### WORK TO BE COMPLETED
Locate every line in the material below that has the word "QuotaExceededDto". Copy each of those lines.

......

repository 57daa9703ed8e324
#[cfg(test)]
use crate::features::auth::model::AuthenticatedUser;

#[cfg(test)]
use axum::{extract::Request, middleware::Next, response::Response, Router};

#[cfg(test)]
pub fn create_test_user(sub: &str) -> AuthenticatedUser {
    AuthenticatedUser {
        sub: sub.to_string(),
        roles: vec![],
    }
}

#[cfg(test)]
pub fn create_admin_user(sub: &str) -> AuthenticatedUser {
    AuthenticatedUser {
        sub: sub.to_string(),
        roles: vec![crate::shared::constants::ROLE_ADMIN.to_string()],
    }
}

/// Layer the router so every request runs as `user`
#[cfg(test)]
pub fn with_user(router: Router, user: AuthenticatedUser) -> Router {
    router.layer(axum::middleware::from_fn(
        move |mut request: Request, next: Next| {
            let user = user.clone();
            async move {
                request.extensions_mut().insert(user);
                let response: Response = next.run(request).await;
                response
            }
        },
    ))
}
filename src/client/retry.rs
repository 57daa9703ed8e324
use std::time::Duration;

/// Capped exponential backoff for failed chunks.
///
/// `delay = min(base * factor^retry_count, cap)`
#[derive(Debug, Clone, Copy, PartialEq)]
pub struct RetryPolicy {
    pub base: Duration,
    pub factor: f64,
    pub cap: Duration,
}

impl Default for RetryPolicy {
    fn default() -> Self {
        Self {
            base: Duration::from_millis(1000),
            factor: 2.0,
            cap: Duration::from_secs(30),
        }
    }
}

impl RetryPolicy {
    /// Delay before the retry following `retry_count` earlier retries (0-based)
    pub fn delay_for(&self, retry_count: u32) -> Duration {
        let exp = retry_count.min(63) as i32;
        let secs = self.base.as_secs_f64() * self.factor.powi(exp);
        let capped = secs.min(self.cap.as_secs_f64());
        if capped.is_finite() && capped > 0.0 {
            Duration::from_secs_f64(capped)
        } else {
            Duration::ZERO
        }
    }
}

#[cfg(test)]
mod tests {
    use super::*;

    #[test]
    fn default_values() {
        let policy = RetryPolicy::default();
        assert_eq!(policy.base, Duration::from_millis(1000));
        assert_eq!(policy.cap, Duration::from_secs(30));
        assert!((policy.factor - 2.0).abs() < f64::EPSILON);
    }

    #[test]
    fn delay_grows_then_caps() {
        let policy = RetryPolicy::default();
        assert_eq!(policy.delay_for(0), Duration::from_secs(1));
        assert_eq!(policy.delay_for(1), Duration::from_secs(2));
        assert_eq!(policy.delay_for(2), Duration::from_secs(4));
        assert_eq!(policy.delay_for(4), Duration::from_secs(16));
        assert_eq!(policy.delay_for(5), Duration::from_secs(30));
        assert_eq!(policy.delay_for(1000), Duration::from_secs(30));
    }

    #[test]
    fn zero_base_never_waits() {
        let policy = RetryPolicy {
            base: Duration::ZERO,
            ..RetryPolicy::default()
        };
        assert_eq!(policy.delay_for(3), Duration::ZERO);
    }
}
pub mod dtos;
pub mod handlers;
pub mod routes;
pub mod services;

pub use routes::routes;
pub use services::QuotaService;
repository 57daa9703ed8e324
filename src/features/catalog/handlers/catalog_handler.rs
use axum::{extract::State, Json};
use std::sync::Arc;

use crate::core::error::AppError;
use crate::features::auth::model::AuthenticatedUser;
use crate::features::catalog::dtos::CatalogChangesDto;
use crate::features::catalog::services::CatalogStore;
use crate::shared::types::ApiResponse;

/// Last-known-change timestamp of the caller's catalog
///
/// Clients poll this and refresh their view when the value advances.
#[utoipa::path(
    get,
    path = "/api/catalog/changes",
    tag = "catalog",
    responses(
        (status = 200, description = "Change marker", body = ApiResponse<CatalogChangesDto>),
        (status = 401, description = "Authentication required")
    ),
    security(
        ("bearer_auth" = [])
    )
)]
pub async fn get_changes(
    user: AuthenticatedUser,
    State(catalog): State<Arc<dyn CatalogStore>>,
) -> Result<Json<ApiResponse<CatalogChangesDto>>, AppError> {
    let last_change = catalog.last_change(user.owner_id()).await?;

    Ok(Json(ApiResponse::success(
        Some(CatalogChangesDto { last_change }),
        None,
        None,
    )))
}
use serde::{Deserialize, Serialize};
use utoipa::ToSchema;

/// Identity of the caller, resolved from a validated bearer token.
///
/// `sub` is the storage owner id used for session ownership and quota
/// accounting.
#[derive(Debug, Clone, Serialize, Deserialize, ToSchema)]
pub struct AuthenticatedUser {
    pub sub: String,
    #[serde(default)]
    pub roles: Vec<String>,
}

impl AuthenticatedUser {
    /// Check if user has a specific role
    pub fn has_role(&self, role: &str) -> bool {
        self.roles.iter().any(|r| r == role)
    }

    /// Storage owner id for quota accounting
    pub fn owner_id(&self) -> &str {
        &self.sub
    }
}

/// Claims accepted in access tokens
#[derive(Debug, Clone, Serialize, Deserialize)]
pub struct AccessClaims {
    pub sub: String,
    pub exp: u64,
    #[serde(default, skip_serializing_if = "Option::is_none")]
    pub iss: Option<String>,
    #[serde(default)]
    pub roles: Vec<String>,
}
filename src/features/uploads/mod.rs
pub mod dtos;
pub mod handlers;
pub mod routes;
pub mod services;
pub mod workers;

pub use handlers::UploadState;
pub use routes::routes;
pub use services::{Assembler, ChunkReceiver, SessionStore};
pub use workers::SessionSweeper;
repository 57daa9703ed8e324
use chrono::{DateTime, Utc};
use serde::{Deserialize, Serialize};
use utoipa::ToSchema;
use uuid::Uuid;

use crate::features::catalog::models::CatalogEntry;
use crate::shared::constants::DEFAULT_CONTENT_TYPE;

/// Catalog entry returned after a successful assembly
#[derive(Debug, Clone, Serialize, Deserialize, ToSchema)]
pub struct CatalogEntryDto {
    pub id: Uuid,
    /// Containing folder, `null` for top level
    pub parent_id: Option<Uuid>,
    pub name: String,
    /// Size in bytes
    pub size: i64,
    pub content_type: String,
    pub created_at: DateTime<Utc>,
}

impl From<CatalogEntry> for CatalogEntryDto {
    fn from(entry: CatalogEntry) -> Self {
        Self {
            id: entry.id,
            parent_id: entry.parent_id,
            name: entry.name,
            size: entry.size_bytes,
            content_type: entry
                .content_type
                .unwrap_or_else(|| DEFAULT_CONTENT_TYPE.to_string()),
            created_at: entry.created_at,
        }
    }
}

/// Last-known-change marker for an owner's catalog
#[derive(Debug, Clone, Serialize, Deserialize, ToSchema)]
pub struct CatalogChangesDto {
    /// `null` while the owner has no entries
    pub last_change: Option<DateTime<Utc>>,
}
//! Modules layer - Infrastructure components for external integrations
//!
//! Contains clients and adapters for external services like storage, messaging, etc.

pub mod storage;
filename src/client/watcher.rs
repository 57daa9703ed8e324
use std::sync::Arc;
use std::time::Duration;

use chrono::{DateTime, Utc};
use tokio::time::MissedTickBehavior;
use tokio_util::sync::CancellationToken;
use tracing::{debug, info, warn};

use crate::client::api::UploadApi;
use crate::client::error::ClientError;

/// What the previous polls have seen
#[derive(Debug, Default, Clone, Copy)]
pub struct ChangeCursor {
    polled: bool,
    marker: Option<DateTime<Utc>>,
}

impl ChangeCursor {
    pub fn marker(&self) -> Option<DateTime<Utc>> {
        self.marker
    }
}

/// Polls the catalog change marker and reports when it advances
pub struct ChangeWatcher {
    api: Arc<dyn UploadApi>,
    interval: Duration,
}

impl ChangeWatcher {
    pub fn new(api: Arc<dyn UploadApi>, interval: Duration) -> Self {
        Self { api, interval }
    }

    /// Fetch the marker once.
    ///
    /// The first successful poll only records a baseline. Afterwards the new
    /// marker is returned whenever it is later than the one recorded.
    pub async fn poll_once(
        &self,
        cursor: &mut ChangeCursor,
    ) -> Result<Option<DateTime<Utc>>, ClientError> {
        let current = self.api.catalog_changes().await?;
        let baseline = !cursor.polled;
        cursor.polled = true;

        let advanced = match (cursor.marker, current) {
            (_, None) => false,
            (None, Some(_)) => true,
            (Some(previous), Some(now)) => now > previous,
        };
        if !advanced {
            return Ok(None);
        }

        cursor.marker = current;
        Ok(if baseline { None } else { current })
    }

    /// Poll every interval until `cancel` fires, calling `on_change` on each advance
    pub async fn run<F>(&self, cancel: CancellationToken, mut on_change: F)
    where
        F: FnMut(DateTime<Utc>) + Send,
    {
        info!("Watching catalog changes every {:?}", self.interval);
        let mut ticker = tokio::time::interval(self.interval);
        ticker.set_missed_tick_behavior(MissedTickBehavior::Delay);
        let mut cursor = ChangeCursor::default();

        loop {
            tokio::select! {
                _ = cancel.cancelled() => break,
                _ = ticker.tick() => {}
            }

            match self.poll_once(&mut cursor).await {
                Ok(Some(marker)) => {
                    debug!("Catalog changed at {}", marker);
                    on_change(marker);
                }
                Ok(None) => {}
                Err(e) => warn!("Catalog change poll failed: {}", e),
            }
        }

        debug!("Change watcher stopped");
    }
}
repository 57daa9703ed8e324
pub mod config;
pub mod database;
pub mod error;
pub mod extractor;
pub mod middleware;
pub mod openapi;
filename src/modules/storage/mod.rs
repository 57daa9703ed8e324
//! Storage module for file management
//!
//! Provides the local-disk storage layer used for chunk sessions and
//! assembled artifacts. Callers address objects with opaque relative keys
//! such as `uploads/<session>/0.chunk`.

mod local_fs;

pub use local_fs::{LocalStorage, PutOutcome};
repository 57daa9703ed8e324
pub mod auth;
pub mod catalog;
pub mod quota;
pub mod uploads;
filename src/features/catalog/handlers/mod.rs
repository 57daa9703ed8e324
mod catalog_handler;

pub use catalog_handler::*;
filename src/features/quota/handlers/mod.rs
mod quota_handler;

pub use quota_handler::*;
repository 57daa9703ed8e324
mod upload_dto;

pub use upload_dto::*;
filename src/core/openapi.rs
use utoipa::openapi::security::{HttpAuthScheme, HttpBuilder, SecurityScheme};
use utoipa::{Modify, OpenApi};

use crate::features::auth;
use crate::features::catalog::{dtos as catalog_dtos, handlers as catalog_handlers};
use crate::features::quota::{dtos as quota_dtos, handlers as quota_handlers};
use crate::features::uploads::{dtos as uploads_dtos, handlers as uploads_handlers};
use crate::shared::types::{ApiResponse, Meta};

#[derive(OpenApi)]
#[openapi(
    paths(
        // Uploads
        uploads_handlers::upload_chunk,
        uploads_handlers::complete_upload,
        uploads_handlers::get_upload_status,
        uploads_handlers::abort_upload,
        // Quota
        quota_handlers::check_quota,
        quota_handlers::check_quota_batch,
        // Catalog
        catalog_handlers::get_changes,
        // Admin
        uploads_handlers::sweep_sessions,
    ),
    components(
        schemas(
            // Shared
            Meta,
            auth::model::AuthenticatedUser,
            // Uploads
            uploads_dtos::UploadChunkDto,
            uploads_dtos::ChunkAckDto,
            uploads_dtos::CompleteUploadDto,
            uploads_dtos::UploadSessionStatusDto,
            uploads_dtos::AbortUploadResponseDto,
            uploads_dtos::SweepResultDto,
            ApiResponse<uploads_dtos::ChunkAckDto>,
            ApiResponse<uploads_dtos::UploadSessionStatusDto>,
            ApiResponse<uploads_dtos::AbortUploadResponseDto>,
            ApiResponse<uploads_dtos::SweepResultDto>,
            // Quota
            quota_dtos::BatchQuotaCheckDto,
            quota_dtos::QuotaCheckDto,
            quota_dtos::QuotaExceededDto,
            ApiResponse<quota_dtos::QuotaCheckDto>,
            ApiResponse<quota_dtos::QuotaExceededDto>,
            // Catalog
            catalog_dtos::CatalogEntryDto,
            catalog_dtos::CatalogChangesDto,
            ApiResponse<catalog_dtos::CatalogEntryDto>,
            ApiResponse<catalog_dtos::CatalogChangesDto>,
        )
    ),
    tags(
        (name = "uploads", description = "Resumable chunked uploads"),
        (name = "quota", description = "Advisory storage quota checks"),
        (name = "catalog", description = "Catalog change polling"),
        (name = "admin", description = "Administrative maintenance (admin role only)"),
    ),
    modifiers(&SecurityAddon),
    info(
        title = "CloudVault API",
        version = "0.1.0",
        description = "API documentation for CloudVault",
    )
)]
pub struct ApiDoc;

/// Adds Bearer JWT security scheme to OpenAPI spec
struct SecurityAddon;

impl Modify for SecurityAddon {
    fn modify(&self, openapi: &mut utoipa::openapi::OpenApi) {
        if let Some(components) = openapi.components.as_mut() {
            components.add_security_scheme(
                "bearer_auth",
                SecurityScheme::Http(
                    HttpBuilder::new()
                        .scheme(HttpAuthScheme::Bearer)
                        .bearer_format("JWT")
                        .build(),
                ),
            );
        }
    }
}

/// Modifier to override OpenAPI info from config
pub struct SwaggerInfoModifier {
    pub title: String,
    pub version: String,
    pub description: String,
}

impl Modify for SwaggerInfoModifier {
    fn modify(&self, openapi: &mut utoipa::openapi::OpenApi) {
        openapi.info.title = self.title.clone();
        openapi.info.version = self.version.clone();
        openapi.info.description = Some(self.description.clone());
    }
}

#[cfg(test)]
mod tests {
    use super::*;

    #[test]
    fn test_document_lists_upload_routes() {
        let doc = ApiDoc::openapi();
        for path in [
            "/api/uploads/chunk",
            "/api/uploads/complete",
            "/api/uploads/{upload_id}",
            "/api/quota",
            "/api/quota/batch",
            "/api/catalog/changes",
            "/api/admin/uploads/sweep",
        ] {
            assert!(doc.paths.paths.contains_key(path), "missing {}", path);
        }
    }
}
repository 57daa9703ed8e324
//! Resumable chunked file upload: the HTTP server (chunk receiver, assembler
//! and quota oracle) and the client transfer queue that feeds it.

pub mod client;
pub mod core;
pub mod features;
pub mod modules;
pub mod shared;
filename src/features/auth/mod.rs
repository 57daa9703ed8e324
mod validator;

pub mod model;

pub use validator::JwtValidator;
use crate::core::config::DatabaseConfig;
use sqlx::{migrate::MigrateError, postgres::PgPoolOptions, PgPool};
use std::time::Duration;

pub async fn create_pool(config: &DatabaseConfig) -> Result<PgPool, sqlx::Error> {
    PgPoolOptions::new()
        .max_connections(config.max_connections)
        .min_connections(config.min_connections)
        .acquire_timeout(Duration::from_secs(config.acquire_timeout_secs))
        .idle_timeout(Duration::from_secs(config.idle_timeout_secs))
        .max_lifetime(Duration::from_secs(config.max_lifetime_secs))
        .connect(&config.url)
        .await
}

/// Apply the catalog and quota schema from `./migrations`
pub async fn run_migrations(pool: &PgPool) -> Result<(), MigrateError> {
    sqlx::migrate!("./migrations").run(pool).await
}
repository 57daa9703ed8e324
use std::time::Duration;
use thiserror::Error;

use crate::features::quota::dtos::QuotaExceededDto;

/// Failures seen by the upload client
#[derive(Debug, Error)]
pub enum ClientError {
    #[error("network error: {0}")]
    Network(String),

    #[error("request timed out after {0:?}")]
    Timeout(Duration),

    #[error("server responded {status}: {message}")]
    Status { status: u16, message: String },

    #[error("storage quota exceeded: {0}")]
    QuotaExceeded(QuotaExceededDto),

    #[error("io error: {0}")]
    Io(#[from] std::io::Error),

    #[error("invalid response: {0}")]
    InvalidResponse(String),

    #[error("transfer queue is closed")]
    QueueClosed,
}

impl ClientError {
    /// Transient failures worth retrying with backoff
    pub fn is_retryable(&self) -> bool {
        match self {
            ClientError::Network(_) | ClientError::Timeout(_) => true,
            ClientError::Status { status, .. } => {
                matches!(*status, 408 | 429) || (*status >= 500 && *status != 507)
            }
            _ => false,
        }
    }
}

impl From<reqwest::Error> for ClientError {
    fn from(e: reqwest::Error) -> Self {
        ClientError::Network(e.to_string())
    }
}
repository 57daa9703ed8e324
use std::collections::HashSet;
use std::sync::{Arc, Mutex};
use tokio::io::AsyncWriteExt;
use tracing::{error, info, warn};
use uuid::Uuid;

use crate::core::config::UploadConfig;
use crate::core::error::{AppError, Result};
use crate::features::catalog::dtos::CatalogEntryDto;
use crate::features::catalog::models::NewCatalogEntry;
use crate::features::catalog::services::CatalogStore;
use crate::features::quota::services::QuotaService;
use crate::features::uploads::services::SessionStore;
use crate::shared::constants::{DEFAULT_CONTENT_TYPE, FILES_DIR, KIND_FILE};
use crate::shared::validation::{is_valid_file_name, is_valid_upload_id};

/// Completion signal for one upload session
#[derive(Debug, Clone)]
pub struct CompleteUpload {
    pub upload_id: String,
    pub file_name: String,
    pub parent_id: Option<Uuid>,
    pub total_chunks: u32,
    pub content_type: Option<String>,
    pub file_size: i64,
}

/// Turns a complete session into a catalog-visible artifact.
///
/// The quota is re-checked against the committed catalog before any bytes
/// move. Chunks are streamed in ordinal order into `files/<id>.part` and
/// deleted as soon as they are consumed; the artifact is renamed into place
/// and registered only after its realized size matches the declared one.
pub struct Assembler {
    sessions: Arc<SessionStore>,
    quota: Arc<QuotaService>,
    catalog: Arc<dyn CatalogStore>,
    config: UploadConfig,
    in_progress: Mutex<HashSet<String>>,
}

/// Releases the in-progress claim on drop
struct AssemblyClaim<'a> {
    set: &'a Mutex<HashSet<String>>,
    upload_id: String,
}

impl Drop for AssemblyClaim<'_> {
    fn drop(&mut self) {
        if let Ok(mut set) = self.set.lock() {
            set.remove(&self.upload_id);
        }
    }
}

......

### SOLUTION
            quota_dtos::QuotaExceededDto,
            ApiResponse<quota_dtos::QuotaExceededDto>,
use crate::features::quota::dtos::QuotaExceededDto;
    QuotaExceeded(QuotaExceededDto),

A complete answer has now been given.